Even the best preventive controls can be overcome by attackers so having a robust ransomware recovery strategy is essential. A modern file data platform supports ransomware recovery, and, ideally, is radically simple to implement.

Snapshots of file data can be taken at any point in time and should not consume any space (only file changes will consume extra space). In case a file or directory needs to be rolled back to a previous version, files can be copied back easily. Since these snapshots are immutable, a potential malware or ransomware will not be able to change its content. Replicating snapshots is essential, both to another cluster and/or to cloud infrastructure, adding additional reliability.

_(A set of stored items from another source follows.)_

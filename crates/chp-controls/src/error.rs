//! Error types for control kernel operations.

use chp_core::CoreError;
use thiserror::Error;

/// Result type for control kernel operations.
pub type ControlResult<T> = Result<T, ControlError>;

/// Errors that can occur in control kernel operations.
#[derive(Debug, Error, Clone, PartialEq)]
pub enum ControlError {
    /// Three-day temperature log has the wrong keys or sample counts.
    #[error("Invalid log structure: {what}")]
    InvalidStructure { what: String },

    /// Heating-curve power operation is undefined over the reals.
    #[error("Domain error: ({base})^{exponent} is undefined ({what})")]
    Domain {
        what: &'static str,
        base: f64,
        exponent: f64,
    },

    /// Out-of-range gains, limits or curve parameters.
    #[error("Configuration error: {what}")]
    Configuration { what: &'static str },
}

/// Invalid configuration values surface as configuration errors.
impl From<CoreError> for ControlError {
    fn from(e: CoreError) -> Self {
        match e {
            CoreError::NonFinite { what, .. } | CoreError::InvalidArg { what } => {
                ControlError::Configuration { what }
            }
        }
    }
}
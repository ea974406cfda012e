//! CHP switching decision.

use crate::error::{ControlError, ControlResult};
use crate::status::PlantStatus;
use serde::{Deserialize, Serialize};

/// Decision configuration.
#[derive(Debug, Clone, Copy, PartialEq, Serialize, Deserialize)]
#[serde(default)]
pub struct DecisionConfig {
    /// Averaged outdoor temperature must be strictly below this (°C).
    pub outdoor_threshold: f64,
}

impl Default for DecisionConfig {
    fn default() -> Self {
        Self {
            outdoor_threshold: 16.0,
        }
    }
}

/// Switch command emitted once per control cycle.
#[derive(Debug, Clone, Copy, PartialEq, Serialize, Deserialize)]
#[serde(tag = "command", rename_all = "snake_case")]
pub enum SwitchCommand {
    On { setpoint: f64 },
    Off,
}

impl SwitchCommand {
    pub fn is_on(&self) -> bool {
        matches!(self, SwitchCommand::On { .. })
    }

    /// Flow setpoint to regulate to, only while switched on.
    pub fn setpoint(&self) -> Option<f64> {
        match *self {
            SwitchCommand::On { setpoint } => Some(setpoint),
            SwitchCommand::Off => None,
        }
    }
}

/// Switches on only when all three conditions hold: the plant status is
/// running, the averaged outdoor temperature is below the threshold, and
/// the measured flow temperature is below the curve setpoint.
pub fn decide(
    status: &PlantStatus,
    averaged_outdoor_temp: f64,
    curve_setpoint: f64,
    measured_flow_temp: f64,
    threshold: f64,
) -> SwitchCommand {
    let running = status.is_running();
    let cold_enough = averaged_outdoor_temp < threshold;
    let demand = measured_flow_temp < curve_setpoint;

    let command = if running && cold_enough && demand {
        SwitchCommand::On {
            setpoint: curve_setpoint,
        }
    } else {
        SwitchCommand::Off
    };
    tracing::debug!(
        running,
        cold_enough,
        demand,
        on = command.is_on(),
        "switch decision"
    );
    command
}

/// Stateless decision engine bound to a configured threshold.
#[derive(Debug, Clone, Copy, PartialEq)]
pub struct PlantDecisionEngine {
    config: DecisionConfig,
}

impl PlantDecisionEngine {
    pub fn new(config: DecisionConfig) -> ControlResult<Self> {
        if !config.outdoor_threshold.is_finite() {
            return Err(ControlError::Configuration {
                what: "outdoor_threshold must be finite",
            });
        }
        Ok(Self { config })
    }

    pub fn config(&self) -> &DecisionConfig {
        &self.config
    }

    pub fn decide(
        &self,
        status: &PlantStatus,
        averaged_outdoor_temp: f64,
        curve_setpoint: f64,
        measured_flow_temp: f64,
    ) -> SwitchCommand {
        decide(
            status,
            averaged_outdoor_temp,
            curve_setpoint,
            measured_flow_temp,
            self.config.outdoor_threshold,
        )
    }
}
//! Mixing-valve flow temperature regulator.
//!
//! A PID loop with:
//! - Dead zone on the error
//! - Gated integration: the integral is frozen while `|error| <= reset_band`
//! - Integral clamped to `[-100, 100]`
//! - Output clamped to `[0, 100]` % and slew-rate limited per tick
//!
//! The plant behind the valve is modelled as a first-order lag toward the
//! mix of boiler and return temperature selected by the valve opening.

use crate::error::{ControlError, ControlResult};
use chp_core::{TimeStep, ensure_finite, ensure_non_negative};
use serde::{Deserialize, Serialize};

/// Symmetric bound of the integral accumulator.
pub const INTEGRAL_LIMIT: f64 = 100.0;
/// Lower bound of the valve opening (%).
pub const OUTPUT_MIN: f64 = 0.0;
/// Upper bound of the valve opening (%).
pub const OUTPUT_MAX: f64 = 100.0;

/// Thermal model of the mixed heating circuit.
#[derive(Debug, Clone, Copy, PartialEq, Serialize, Deserialize)]
#[serde(default)]
pub struct MixingCircuitModel {
    /// Boiler (hot side) temperature (°C).
    pub boiler_temp: f64,
    /// Return line temperature (°C).
    pub return_temp: f64,
    /// Fraction of the gap to the mixed temperature closed per tick, in (0, 1].
    pub lag_coefficient: f64,
}

impl Default for MixingCircuitModel {
    fn default() -> Self {
        Self {
            boiler_temp: 95.0,
            return_temp: 30.0,
            lag_coefficient: 0.04,
        }
    }
}

impl MixingCircuitModel {
    /// Temperature downstream of the valve at `opening`.
    pub fn mixed_temp(&self, opening: ValveCommand) -> f64 {
        let alpha = opening.fraction();
        alpha * self.boiler_temp + (1.0 - alpha) * self.return_temp
    }
}

/// Regulator configuration.
#[derive(Debug, Clone, PartialEq, Serialize, Deserialize)]
#[serde(default)]
pub struct ValveControllerConfig {
    /// Proportional gain (%/K).
    pub kp: f64,
    /// Integral gain (%/(K·s)).
    pub ki: f64,
    /// Derivative gain (%·s/K).
    pub kd: f64,
    /// Errors with magnitude below this are treated as zero (K).
    pub dead_zone: f64,
    /// Integration only runs while `|error|` exceeds this (K).
    pub reset_band: f64,
    /// Maximum change of the valve opening per tick (%).
    pub max_delta: f64,
    /// Controlled circuit.
    pub circuit: MixingCircuitModel,
}

impl Default for ValveControllerConfig {
    fn default() -> Self {
        Self {
            kp: 2.0,
            ki: 0.15,
            kd: 0.0,
            dead_zone: 0.3,
            reset_band: 0.2,
            max_delta: 5.0,
            circuit: MixingCircuitModel::default(),
        }
    }
}

impl ValveControllerConfig {
    pub fn validate(&self) -> ControlResult<()> {
        ensure_non_negative(self.kp, "kp must be finite and non-negative")?;
        ensure_non_negative(self.ki, "ki must be finite and non-negative")?;
        ensure_non_negative(self.kd, "kd must be finite and non-negative")?;
        ensure_non_negative(self.dead_zone, "dead_zone must be finite and non-negative")?;
        ensure_non_negative(self.reset_band, "reset_band must be finite and non-negative")?;
        ensure_non_negative(self.max_delta, "max_delta must be finite and non-negative")?;
        let lag = self.circuit.lag_coefficient;
        if !(lag > 0.0 && lag <= 1.0) {
            return Err(ControlError::Configuration {
                what: "lag_coefficient must be in (0, 1]",
            });
        }
        ensure_finite(self.circuit.boiler_temp, "boiler_temp must be finite")?;
        ensure_finite(self.circuit.return_temp, "return_temp must be finite")?;
        Ok(())
    }
}

/// Valve opening in percent, always within `[0, 100]`.
#[derive(Debug, Clone, Copy, PartialEq, PartialOrd, Default, Serialize, Deserialize)]
pub struct ValveCommand(f64);

impl ValveCommand {
    pub const CLOSED: ValveCommand = ValveCommand(OUTPUT_MIN);
    pub const OPEN: ValveCommand = ValveCommand(OUTPUT_MAX);

    /// Clamp `pct` into the valid opening range.
    pub fn saturating(pct: f64) -> Self {
        Self(pct.clamp(OUTPUT_MIN, OUTPUT_MAX))
    }

    pub fn percent(self) -> f64 {
        self.0
    }

    /// Opening as a fraction in `[0, 1]`.
    pub fn fraction(self) -> f64 {
        self.0 / OUTPUT_MAX
    }
}

/// Regulator memory carried between ticks.
#[derive(Debug, Clone, Copy, PartialEq, Default, Serialize, Deserialize)]
pub struct ControlLoopState {
    /// Integral accumulator, within `[-100, 100]`.
    pub integral: f64,
    /// Dead-zoned error of the previous tick.
    pub last_error: f64,
    /// Opening commanded on the previous tick.
    pub last_output: ValveCommand,
}

/// Simulated state of the controlled circuit.
#[derive(Debug, Clone, Copy, PartialEq, Serialize, Deserialize)]
pub struct PlantThermalState {
    /// Flow temperature (°C).
    pub flow_temp: f64,
}

/// Result of one regulator tick.
#[derive(Debug, Clone, Copy, PartialEq, Serialize, Deserialize)]
pub struct ValveTick {
    pub command: ValveCommand,
    pub flow_temp: f64,
}

/// Closed-loop mixing-valve controller.
///
/// Owns its loop and plant state; `tick` takes `&mut self`, so a single
/// instance can never be advanced from two places at once.
#[derive(Debug, Clone)]
pub struct MixingValveController {
    config: ValveControllerConfig,
    state: ControlLoopState,
    thermal: PlantThermalState,
}

impl MixingValveController {
    /// Create a controller with a closed valve and zeroed loop memory.
    ///
    /// # Errors
    ///
    /// Returns [`ControlError::Configuration`] for out-of-range gains or
    /// limits, or a non-finite initial flow temperature.
    pub fn new(config: ValveControllerConfig, initial_flow_temp: f64) -> ControlResult<Self> {
        config.validate()?;
        if !initial_flow_temp.is_finite() {
            return Err(ControlError::Configuration {
                what: "initial flow temperature must be finite",
            });
        }
        Ok(Self {
            config,
            state: ControlLoopState::default(),
            thermal: PlantThermalState {
                flow_temp: initial_flow_temp,
            },
        })
    }

    pub fn config(&self) -> &ValveControllerConfig {
        &self.config
    }

    pub fn state(&self) -> &ControlLoopState {
        &self.state
    }

    pub fn thermal(&self) -> &PlantThermalState {
        &self.thermal
    }

    pub fn flow_temp(&self) -> f64 {
        self.thermal.flow_temp
    }

    /// Advance the loop and the simulated circuit by one step toward `setpoint`.
    pub fn tick(&mut self, setpoint: f64, dt: TimeStep) -> ValveTick {
        let cfg = &self.config;
        let dt_s = dt.seconds();

        let mut error = setpoint - self.thermal.flow_temp;
        if error.abs() < cfg.dead_zone {
            error = 0.0;
        }

        // Frozen, not clamped, inside the reset band.
        if error.abs() > cfg.reset_band {
            self.state.integral += error * dt_s;
        }
        self.state.integral = self.state.integral.clamp(-INTEGRAL_LIMIT, INTEGRAL_LIMIT);

        let derivative = (error - self.state.last_error) / dt_s;
        self.state.last_error = error;

        let raw = ValveCommand::saturating(
            cfg.kp * error + cfg.ki * self.state.integral + cfg.kd * derivative,
        );

        let last = self.state.last_output.percent();
        let delta = (raw.percent() - last).clamp(-cfg.max_delta, cfg.max_delta);
        let command = ValveCommand::saturating(last + delta);
        self.state.last_output = command;

        let mixed = cfg.circuit.mixed_temp(command);
        self.thermal.flow_temp += (mixed - self.thermal.flow_temp) * cfg.circuit.lag_coefficient;

        tracing::trace!(
            setpoint,
            error,
            integral = self.state.integral,
            valve_pct = command.percent(),
            flow_temp = self.thermal.flow_temp,
            "valve tick"
        );

        ValveTick {
            command,
            flow_temp: self.thermal.flow_temp,
        }
    }
}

A file data management platform’s API integration can easily identify changes between two snapshots and integrate with a backup and disaster recovery solution allowing instantaneous incremental backups with minimal effort. Snapshots can also be automatically stored in cloud infrastructure, and, once there, the cloud provider’s intelligent tiering can move older files to more cost-effective methods of storing data that is not actively being used. Of course, these snapshots enable effective failovers, and the file data platform should enable the organization to leverage any number of recovery point objectives and recovery time objectives.

file data platformLearn more: How to Recover Data from Ransomware with Qumulo’s Built-In Security

Evolve business continuity strategies to help guard against ransomware

Many financial services organizations are reviewing and revising their business continuity strategies because of the ransomware threat. They are increasingly developing strategies based upon a modern file data platform’s capabilities—such as engaging a rich set of data services and APIs to implement a holistic defense strategy against all kinds of malware including ransomware.

Simple file data management, granular data access, and management event stream processing enable an organization’s file data management platform to be integrated into its security architecture. Corrective security controls such as easy data movements to the cloud, integrated backups, and snapshot replications to support secure and robust recovery strategies should be simple to engage.

In addition to becoming the cornerstone of business continuity strategies, file system platforms like Qumulo Core also provide significant day-to-day and operational advantages and enable financial services organizations to leverage cloud infrastructure for additional benefits and multiple layers of protection.

Further reading

Written by Andrew Keating, PhD, Senior Director, Industry Solutions, this story was originally published by Qumulo for the Wall Street Technology Association and has been repurposed for this blog and modified for depth and comprehensiveness.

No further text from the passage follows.